For protein purification, the cytosolic part of cdgC was cloned into the pET15b (Novagen) vector using primers listed in Supplementary Table S1, which results in N-terminally His6-tagged gene product. E. coli Rosetta (Novagen) containing pET15b-ΔTM-cdgC (pSVSN2) was grown in LB with 100 μg/ml ampicillin at 37°C to an OD_578nm of 0.6. Protein expression was induced by adding IPTG (50 μM final concentration) and cultivation was continued overnight at 16°C. Cells were harvested and lysed by passage through a French press, and the soluble fraction was used for native protein purification using Ni-NTA affinity chromatography according to standard protocols (Qiagen). Buffer containing cOmplete Protease Inhibitor Cocktail Tablets (Roche) and 50 mM Tris, pH 8.0; 500 mM NaCl; 20 mM imidazole; 1 mM MgCl₂; 5 mM β-mercaptoethanol; 0.1% Triton X 100 as well as 5% glycerol was used for lysis and washing steps. Prior activity assays, the purified protein was dialysed against a modified cyclase reaction buffer (25 mM Tris-HCl pH 7.5, 100 mM NaCl, 10 mM MnCl₂, 5 mM β-mercaptoethanol, 5% glycerol).
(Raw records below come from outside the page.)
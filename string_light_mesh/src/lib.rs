// string_light_mesh: pure Rust string-light mesh generation.
//
// Builds a drooping cable ribbon with randomly placed hanging bulbs between
// surfaces found by raycasting. Everything the host engine normally provides
// (physics raycasts, the transform hierarchy, mesh upload) comes in through
// the capability traits in `host.rs`, so the generator runs headless and is
// tested without an engine or scene.
//
// Module overview:
// - `config.rs`:    GenerationConfig, all tunable shape parameters, loaded from JSON.
// - `host.rs`:      Raycaster / LocalSpace / MeshSink capability traits + RaycastHit.
// - `mesh.rs`:      MeshBuffers (positions, indices, colors, UVs) and invariant checks.
// - `cable.rs`:     Droop curve, cable strip emission, bulb emission for one span.
// - `generator.rs`: Chaining loop (`generate`) and the `StringLight` component.
// - `transform.rs`: NodeTransform, world/local conversion via glam's Affine3A.
// - `scene.rs`:     Analytic collider scene (planes, boxes) implementing Raycaster.
// - `voxel.rs`:     Dense voxel grid with a 3D DDA raycast implementing Raycaster.
// - `export.rs`:    Mesh sinks: Wavefront OBJ, JSON, in-memory capture.
// - `prng`:         Re-exported from `string_light_prng`: RandomSource + LightRng.
//
// The companion crate `string_light_cli` drives this library from the command
// line. Generation is single-threaded and synchronous; given the same config,
// scene and RNG seed it produces an identical mesh.

pub mod cable;
pub mod config;
pub mod export;
pub mod generator;
pub mod host;
pub mod mesh;
pub use string_light_prng as prng;
pub mod scene;
pub mod transform;
pub mod voxel;
// Data-driven generation configuration.
//
// All tunable string-light parameters live in `GenerationConfig`, loaded from
// JSON. The generator never uses magic numbers for shape; it reads them from
// the config. Every field has a default (`#[serde(default)]`), so a config
// file only needs to list the values it changes.
//
// Densities are *distances*: `edge_density` is the spacing between cable
// cross-sections and `light_density` is the spacing per bulb, so a longer span
// gets proportionally more of both.
//
// See also: `generator.rs` which reads the config once per `generate()` call,
// `cable.rs` for how each field shapes the geometry.

use glam::{Vec2, Vec4};
use serde::{Deserialize, Serialize};
use std::path::Path;

/// What to do when a detected span is too short to hold a cable strip
/// (fewer than 2 cross-sections).
#[derive(Clone, Copy, Debug, Default, PartialEq, Eq, Serialize, Deserialize)]
pub enum ShortSpanPolicy {
    /// Abort the whole generation call and return an empty mesh, discarding
    /// segments already chained in this call.
    #[default]
    DiscardAll,
    /// Stop chaining but keep every segment built before the short span.
    KeepPrevious,
}

/// Shape parameters for one generation call. Immutable while generating.
#[derive(Clone, Debug, PartialEq, Serialize, Deserialize)]
#[serde(default)]
pub struct GenerationConfig {
    /// Keep chaining new segments from each hit until a forward cast misses.
    pub repeated: bool,
    /// Maximum downward sag at the middle of a span.
    pub gravity_strength: f32,
    /// Distance of cable per bulb.
    pub light_density: f32,
    /// Smallest bulb quad (width, height).
    pub min_light_size: Vec2,
    /// Largest bulb quad (width, height).
    pub max_light_size: Vec2,
    /// Distance between cable cross-sections.
    pub edge_density: f32,
    /// Vertical thickness of the cable ribbon.
    pub line_width: f32,
    /// Cable RGBA. The alpha channel is replaced per cross-section.
    pub line_color: Vec4,
    /// How far the next ray start is pushed back along the hit normal when
    /// chaining, so the next forward cast does not re-hit the same surface.
    pub chain_offset: f32,
    /// Upper bound on chained segments. `None` chains until a cast misses.
    pub max_segments: Option<u32>,
    /// Behavior when a span fits fewer than 2 cross-sections.
    pub short_span: ShortSpanPolicy,
}

impl Default for GenerationConfig {
    fn default() -> Self {
        Self {
            repeated: false,
            gravity_strength: 0.1,
            light_density: 2.0,
            min_light_size: Vec2::new(0.1, 0.1),
            max_light_size: Vec2::new(0.3, 0.3),
            edge_density: 0.2,
            line_width: 0.5,
            line_color: Vec4::new(0.3, 0.3, 0.3, 1.0),
            chain_offset: 1.0,
            max_segments: None,
            short_span: ShortSpanPolicy::DiscardAll,
        }
    }
}

/// Errors from loading a `GenerationConfig`.
#[derive(Debug, thiserror::Error)]
pub enum ConfigError {
    #[error("failed to read config file: {0}")]
    Io(#[from] std::io::Error),

    #[error("invalid config JSON: {0}")]
    Json(#[from] serde_json::Error),
}

impl GenerationConfig {
    /// Parse a config from a JSON string. Missing fields take their defaults.
    pub fn from_json(json: &str) -> Result<Self, ConfigError> {
        Ok(serde_json::from_str(json)?)
    }

    /// Load a config from a JSON file.
    pub fn load(path: &Path) -> Result<Self, ConfigError> {
        let text = std::fs::read_to_string(path)?;
        Self::from_json(&text)
    }

    /// Number of cable cross-sections that fit in `span`.
    ///
    /// Truncates toward zero; non-positive or NaN ratios give 0.
    pub fn edge_count(&self, span: f32) -> usize {
        count_for(span, self.edge_density)
    }

    /// Number of bulbs hung along `span`.
    pub fn light_count(&self, span: f32) -> usize {
        count_for(span, self.light_density)
    }
}

/// Largest element count a single span may produce. Four vertices per bulb
/// and two per cross-section must stay addressable by `u32` indices.
pub const MAX_SPAN_ELEMENTS: usize = (u32::MAX / 4) as usize;

/// `floor(span / density)` as a count. Negative ratios saturate to 0. A zero
/// density (infinite or NaN ratio) or a ratio past `MAX_SPAN_ELEMENTS`
/// places nothing.
fn count_for(span: f32, density: f32) -> usize {
    let ratio = span / density;
    if !ratio.is_finite() {
        return 0;
    }
    let count = ratio as usize;
    if count > MAX_SPAN_ELEMENTS { 0 } else { count }
}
Diguanylate cyclase reactions were performed according to Christen et al. (2005) with slight modifications. Two μM of purified His6-tagged ΔTM-CdgC in cyclase reaction buffer (see above) were incubated with 4 nM [α-³²P]-GTP (Hartmann Analytic GmbH) at 30°C for 60 min. The reaction was stopped by heating to 95°C for 5 min and by mixing of 5 μl reaction with equal volume of 0.5 M EDTA pH 8.0. A reaction with purified PleD^∗, a constitutively active DGC (Paul et al., 2007) was treated identically and served as positive control. Samples were separated on Polygram CEL 300 PEI cellulose TLC plates (Macherey–Nagel). Plates were developed in 1:1.5 (v/v) saturated NH₄SO₄ and 1.5 M KH₂PO₄, pH 3.6, and exposed on a Phosphor Imaging Screen (Fuji) after drying.

Coverslips were placed on the surface of S. venezuelae colony and put on a thin agarose pad on a microscope slide for microscopy. Cells were imaged using the Leica DM2000 LED microscope at 100× magnification. Digital images were organized using ADOBE photoshop software.

Streptomyces species that had a complete genome assembly were downloaded from NCBI. A total of 93 genomes (Supplementary Table S2) were analyzed after excluding redundant genomes. Plasmids were excluded from the analysis and plasmid genbank records were removed from genbank files prior to conservation analysis. We employed the BPGA analysis tool (Chaudhari et al., 2016) for conservation and functional annotation of genes encoding c-di-GMP turnover enzymes. We set the id cutoff at 0.45. Downstream analyses were carried out using in-house python and perl scripts. Clusters containing c-di-GMP related genes were determined according to their COG annotations. The COG references used included: COG2199, COG2200, COG3706, COG3887, COG5001, COG2206, COG3437, COG3434, and COG4943. In addition, BldD was also included as it is known to conduct regulatory activity, which is modulated by c-di-GMP (Tschowri et al., 2014). The c-di-GMP clusters were classified into four categories: “core” (conserved in all 93 species), “soft core” (conserved in 88–92 species), “accessory” (conserved in 2–87 species), and “unique” (exclusively present in one species). We found that BPGA had few inconsistencies when protein ids% were around 50 or below. For the c-di-GMP metabolisms genes, NCBI blastp was used to validate the BPGA pipeline output for proteins that had 50% id or below. The modified output is highlighted in red in Supplementary Table S3. We also found some errors in the genbank files, and we highlighted those in green in Supplementary Table S3. Protein domain organization analysis was performed using SMART².

Microarray data for the wildtype strain were acquired from the ArrayExpress database, accession number E-MEXP-3612 (Bibb et al., 2012). The raw data corresponding to each of the time course experiments were quantile normalized and median polished using the RMA method (Irizarry et al., 2003). The mean normalized expression values were calculated from the biological replicates and reported as log2. The expression figure was compiled using an in-house python script.